— PROBLEM DESCRIPTION —
All of the data, from the first line to the last, should be reproduced without alteration.

— RECORDS FOR THIS EXERCISE —
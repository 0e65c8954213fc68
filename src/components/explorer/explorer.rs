//! Main explorer component.
//!
//! Header, error banner, folder listing with the opened file beside it, and
//! the breadcrumb path bar at the bottom.
//!
//! ## Layout
//!
//! - **Desktop (> 768px)**: listing on the left, opened file on the right
//! - **Mobile (< 768px)**: the opened file covers the listing

use leptos::prelude::*;
use leptos_icons::Icon;
use podview_core::Intent;

use super::pathbar::PathBar;
use super::{CreateSheet, FileList, Header};
use crate::app::AppContext;
use crate::components::icons as ic;
use crate::components::viewer::FilePanel;

stylance::import_crate_style!(css, "src/components/explorer/explorer.module.css");

/// Pod explorer view component.
#[component]
pub fn Explorer() -> impl IntoView {
    let ctx = use_context::<AppContext>().expect("AppContext must be provided");

    let has_open_file = Signal::derive(move || ctx.dashboard.with(|d| d.open_file.is_some()));
    let has_root = Signal::derive(move || ctx.dashboard.with(|d| d.path.is_some()));
    let sheet_open = Signal::derive(move || ctx.sheet.get().is_open());

    view! {
        <div class=css::explorer>
            <Header />
            <ErrorBanner />

            <div class=css::body>
                <Show
                    when=move || has_root.get()
                    fallback=|| view! {
                        <div class=css::emptyState>
                            <p>"Could not determine the root folder of this pod."</p>
                            <p class=css::hint>"Check the WebID or enter the pod URL directly."</p>
                        </div>
                    }
                >
                    <div class=move || {
                        if has_open_file.get() {
                            format!("{} {}", css::fileListPane, css::fileListPaneWithViewer)
                        } else {
                            css::fileListPane.to_string()
                        }
                    }>
                        <FileList />
                    </div>
                </Show>

                <Show when=move || has_open_file.get()>
                    <FilePanel />
                </Show>
            </div>

            <PathBar />

            <Show when=move || sheet_open.get()>
                <CreateSheet />
            </Show>
        </div>
    }
}

/// Dismissible banner for the last error.
#[component]
fn ErrorBanner() -> impl IntoView {
    let ctx = use_context::<AppContext>().expect("AppContext must be provided");

    let error = Signal::derive(move || ctx.dashboard.with(|d| d.error.clone()));

    view! {
        {move || error.get().map(|msg| view! {
            <div class=css::errorBanner role="alert">
                <span class=css::errorIcon><Icon icon=ic::ALERT /></span>
                <span class=css::errorText>{msg}</span>
                <button
                    class=css::errorDismiss
                    on:click=move |_| ctx.dispatch(Intent::DismissError)
                    title="Dismiss"
                >
                    <Icon icon=ic::CLOSE />
                </button>
            </div>
        })}
    }
}
//! URL inspection helpers.
//!
//! These work on plain strings: the navigator classifies resources and the
//! renderer detects links purely from the text, without network access.

use crate::config::IMAGE_EXTENSIONS;

/// Schemes that require a `//host` authority to be considered well-formed.
const HIERARCHICAL_SCHEMES: &[&str] = &["http", "https", "ws", "wss", "ftp"];

/// Return the scheme of an absolute URL (`https` for `https://x`).
///
/// A scheme is an ASCII letter followed by letters, digits, `+`, `-` or `.`,
/// terminated by `:`.
pub fn scheme(url: &str) -> Option<&str> {
    let colon = url.find(':')?;
    let candidate = &url[..colon];
    let mut chars = candidate.chars();
    let first = chars.next()?;
    if !first.is_ascii_alphabetic() {
        return None;
    }
    if chars.all(|c| c.is_ascii_alphanumeric() || matches!(c, '+' | '-' | '.')) {
        Some(candidate)
    } else {
        None
    }
}

/// Check whether a string is a well-formed absolute URL.
///
/// Checks:
/// 1. A syntactically valid scheme
/// 2. A non-empty remainder without whitespace or control characters
/// 3. A non-empty host for `http`-like schemes
pub fn is_absolute_url(value: &str) -> bool {
    let Some(scheme) = scheme(value) else {
        return false;
    };
    let rest = &value[scheme.len() + 1..];
    if rest.is_empty() || rest.chars().any(|c| c.is_whitespace() || c.is_control()) {
        return false;
    }

    if HIERARCHICAL_SCHEMES.contains(&scheme.to_ascii_lowercase().as_str()) {
        return authority(value).is_some_and(|a| !host_of_authority(a).is_empty());
    }

    true
}

/// Authority component (`user@host:port`) of a `scheme://` URL.
fn authority(url: &str) -> Option<&str> {
    let start = url.find("://")? + 3;
    let rest = &url[start..];
    let end = rest.find(['/', '?', '#']).unwrap_or(rest.len());
    Some(&rest[..end])
}

fn host_of_authority(authority: &str) -> &str {
    let host_port = authority.rsplit('@').next().unwrap_or(authority);
    host_port.split(':').next().unwrap_or(host_port)
}

/// Extract the lowercase host of a `scheme://` URL.
pub fn extract_host(url: &str) -> Option<String> {
    let host = host_of_authority(authority(url)?);
    if host.is_empty() {
        None
    } else {
        Some(host.to_lowercase())
    }
}

/// Path component of a URL, without query or fragment.
///
/// For `scheme://authority/path` this is `/path`; for other absolute URLs it
/// is everything after the scheme.
pub fn path_of(url: &str) -> &str {
    let without_suffix = strip_query_and_fragment(url);
    if let Some(start) = without_suffix.find("://") {
        let rest = &without_suffix[start + 3..];
        return rest.find('/').map(|i| &rest[i..]).unwrap_or("");
    }
    match scheme(without_suffix) {
        Some(s) => &without_suffix[s.len() + 1..],
        None => without_suffix,
    }
}

fn strip_query_and_fragment(url: &str) -> &str {
    let end = url.find(['?', '#']).unwrap_or(url.len());
    &url[..end]
}

/// Check whether the URL's path ends in one of the image extensions.
pub fn has_image_extension(url: &str) -> bool {
    let path = path_of(url);
    let Some((_, ext)) = path.rsplit_once('.') else {
        return false;
    };
    IMAGE_EXTENSIONS
        .iter()
        .any(|known| ext.eq_ignore_ascii_case(known))
}

/// `scheme://authority/` of a URL, used as a fallback pod root.
pub fn origin(url: &str) -> Option<String> {
    let scheme = scheme(url)?;
    let authority = authority(url)?;
    if host_of_authority(authority).is_empty() {
        return None;
    }
    Some(format!("{}://{}/", scheme, authority))
}

/// Resolve a reference found in a document against the document URL.
///
/// Handles absolute URLs, scheme-relative (`//host/x`), root-relative
/// (`/x`) and path-relative (`x`, `./x`, `../x`) references.
pub fn resolve(base: &str, reference: &str) -> Option<String> {
    if reference.is_empty() {
        return Some(base.to_string());
    }
    if scheme(reference).is_some() {
        return Some(reference.to_string());
    }
    if reference.starts_with('#') {
        let document = base.split('#').next().unwrap_or(base);
        return Some(format!("{document}{reference}"));
    }
    if let Some(rest) = reference.strip_prefix("//") {
        return Some(format!("{}://{}", scheme(base)?, rest));
    }

    let root = origin(base)?;
    if reference.starts_with('/') {
        return Some(format!("{}{}", root.trim_end_matches('/'), reference));
    }

    // Directory of the base path, as segments
    let base_path = path_of(base);
    let dir = match base_path.rfind('/') {
        Some(i) => &base_path[..=i],
        None => "/",
    };
    let mut segments: Vec<&str> = dir.split('/').filter(|s| !s.is_empty()).collect();

    let mut rest = reference;
    loop {
        if let Some(r) = rest.strip_prefix("./") {
            rest = r;
        } else if let Some(r) = rest.strip_prefix("../") {
            segments.pop();
            rest = r;
        } else {
            break;
        }
    }

    let mut resolved = root;
    for segment in segments {
        resolved.push_str(segment);
        resolved.push('/');
    }
    resolved.push_str(rest);
    Some(resolved)
}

— THE COMPLETED TASK —
repository 0e65c8954213fc68
filename src/components/explorer/explorer.rs
//! Main explorer component.
//!
//! Header, error banner, folder listing with the opened file beside it, and
//! the breadcrumb path bar at the bottom.
//!
//! ## Layout
//!
//! - **Desktop (> 768px)**: listing on the left, opened file on the right
//! - **Mobile (< 768px)**: the opened file covers the listing

use leptos::prelude::*;
use leptos_icons::Icon;
use podview_core::Intent;

use super::pathbar::PathBar;
use super::{CreateSheet, FileList, Header};
use crate::app::AppContext;
use crate::components::icons as ic;
use crate::components::viewer::FilePanel;

stylance::import_crate_style!(css, "src/components/explorer/explorer.module.css");

/// Pod explorer view component.
#[component]
pub fn Explorer() -> impl IntoView {
    let ctx = use_context::<AppContext>().expect("AppContext must be provided");

    let has_open_file = Signal::derive(move || ctx.dashboard.with(|d| d.open_file.is_some()));
    let has_root = Signal::derive(move || ctx.dashboard.with(|d| d.path.is_some()));
    let sheet_open = Signal::derive(move || ctx.sheet.get().is_open());

    view! {
        <div class=css::explorer>
            <Header />
            <ErrorBanner />

            <div class=css::body>
                <Show
                    when=move || has_root.get()
                    fallback=|| view! {
                        <div class=css::emptyState>
                            <p>"Could not determine the root folder of this pod."</p>
                            <p class=css::hint>"Check the WebID or enter the pod URL directly."</p>
                        </div>
                    }
                >
                    <div class=move || {
                        if has_open_file.get() {
                            format!("{} {}", css::fileListPane, css::fileListPaneWithViewer)
                        } else {
                            css::fileListPane.to_string()
                        }
                    }>
                        <FileList />
                    </div>
                </Show>

                <Show when=move || has_open_file.get()>
                    <FilePanel />
                </Show>
            </div>

            <PathBar />

            <Show when=move || sheet_open.get()>
                <CreateSheet />
            </Show>
        </div>
    }
}

/// Dismissible banner for the last error.
#[component]
fn ErrorBanner() -> impl IntoView {
    let ctx = use_context::<AppContext>().expect("AppContext must be provided");

    let error = Signal::derive(move || ctx.dashboard.with(|d| d.error.clone()));

    view! {
        {move || error.get().map(|msg| view! {
            <div class=css::errorBanner role="alert">
                <span class=css::errorIcon><Icon icon=ic::ALERT /></span>
                <span class=css::errorText>{msg}</span>
                <button
                    class=css::errorDismiss
                    on:click=move |_| ctx.dispatch(Intent::DismissError)
                    title="Dismiss"
                >
                    <Icon icon=ic::CLOSE />
                </button>
            </div>
        })}
    }
}
//! URL inspection helpers.
//!
//! These work on plain strings: the navigator classifies resources and the
//! renderer detects links purely from the text, without network access.

use crate::config::IMAGE_EXTENSIONS;

/// Schemes that require a `//host` authority to be considered well-formed.
const HIERARCHICAL_SCHEMES: &[&str] = &["http", "https", "ws", "wss", "ftp"];

/// Return the scheme of an absolute URL (`https` for `https://x`).
///
/// A scheme is an ASCII letter followed by letters, digits, `+`, `-` or `.`,
/// terminated by `:`.
pub fn scheme(url: &str) -> Option<&str> {
    let colon = url.find(':')?;
    let candidate = &url[..colon];
    let mut chars = candidate.chars();
    let first = chars.next()?;
    if !first.is_ascii_alphabetic() {
        return None;
    }
    if chars.all(|c| c.is_ascii_alphanumeric() || matches!(c, '+' | '-' | '.')) {
        Some(candidate)
    } else {
        None
    }
}

/// Check whether a string is a well-formed absolute URL.
///
/// Checks:
/// 1. A syntactically valid scheme
/// 2. A non-empty remainder without whitespace or control characters
/// 3. A non-empty host for `http`-like schemes
pub fn is_absolute_url(value: &str) -> bool {
    let Some(scheme) = scheme(value) else {
        return false;
    };
    let rest = &value[scheme.len() + 1..];
    if rest.is_empty() || rest.chars().any(|c| c.is_whitespace() || c.is_control()) {
        return false;
    }

    if HIERARCHICAL_SCHEMES.contains(&scheme.to_ascii_lowercase().as_str()) {
        return authority(value).is_some_and(|a| !host_of_authority(a).is_empty());
    }

    true
}

/// Authority component (`user@host:port`) of a `scheme://` URL.
fn authority(url: &str) -> Option<&str> {
    let start = url.find("://")? + 3;
    let rest = &url[start..];
    let end = rest.find(['/', '?', '#']).unwrap_or(rest.len());
    Some(&rest[..end])
}

fn host_of_authority(authority: &str) -> &str {
    let host_port = authority.rsplit('@').next().unwrap_or(authority);
    host_port.split(':').next().unwrap_or(host_port)
}

/// Extract the lowercase host of a `scheme://` URL.
pub fn extract_host(url: &str) -> Option<String> {
    let host = host_of_authority(authority(url)?);
    if host.is_empty() {
        None
    } else {
        Some(host.to_lowercase())
    }
}

/// Path component of a URL, without query or fragment.
///
/// For `scheme://authority/path` this is `/path`; for other absolute URLs it
/// is everything after the scheme.
pub fn path_of(url: &str) -> &str {
    let without_suffix = strip_query_and_fragment(url);
    if let Some(start) = without_suffix.find("://") {
        let rest = &without_suffix[start + 3..];
        return rest.find('/').map(|i| &rest[i..]).unwrap_or("");
    }
    match scheme(without_suffix) {
        Some(s) => &without_suffix[s.len() + 1..],
        None => without_suffix,
    }
}

fn strip_query_and_fragment(url: &str) -> &str {
    let end = url.find(['?', '#']).unwrap_or(url.len());
    &url[..end]
}

/// Check whether the URL's path ends in one of the image extensions.
pub fn has_image_extension(url: &str) -> bool {
    let path = path_of(url);
    let Some((_, ext)) = path.rsplit_once('.') else {
        return false;
    };
    IMAGE_EXTENSIONS
        .iter()
        .any(|known| ext.eq_ignore_ascii_case(known))
}

/// `scheme://authority/` of a URL, used as a fallback pod root.
pub fn origin(url: &str) -> Option<String> {
    let scheme = scheme(url)?;
    let authority = authority(url)?;
    if host_of_authority(authority).is_empty() {
        return None;
    }
    Some(format!("{}://{}/", scheme, authority))
}

/// Resolve a reference found in a document against the document URL.
///
/// Handles absolute URLs, scheme-relative (`//host/x`), root-relative
/// (`/x`) and path-relative (`x`, `./x`, `../x`) references.
pub fn resolve(base: &str, reference: &str) -> Option<String> {
    if reference.is_empty() {
        return Some(base.to_string());
    }
    if scheme(reference).is_some() {
        return Some(reference.to_string());
    }
    if reference.starts_with('#') {
        let document = base.split('#').next().unwrap_or(base);
        return Some(format!("{document}{reference}"));
    }
    if let Some(rest) = reference.strip_prefix("//") {
        return Some(format!("{}://{}", scheme(base)?, rest));
    }

    let root = origin(base)?;
    if reference.starts_with('/') {
        return Some(format!("{}{}", root.trim_end_matches('/'), reference));
    }

    // Directory of the base path, as segments
    let base_path = path_of(base);
    let dir = match base_path.rfind('/') {
        Some(i) => &base_path[..=i],
        None => "/",
    };
    let mut segments: Vec<&str> = dir.split('/').filter(|s| !s.is_empty()).collect();

    let mut rest = reference;
    loop {
        if let Some(r) = rest.strip_prefix("./") {
            rest = r;
        } else if let Some(r) = rest.strip_prefix("../") {
            segments.pop();
            rest = r;
        } else {
            break;
        }
    }

    let mut resolved = root;
    for segment in segments {
        resolved.push_str(segment);
        resolved.push('/');
    }
    resolved.push_str(rest);
    Some(resolved)
}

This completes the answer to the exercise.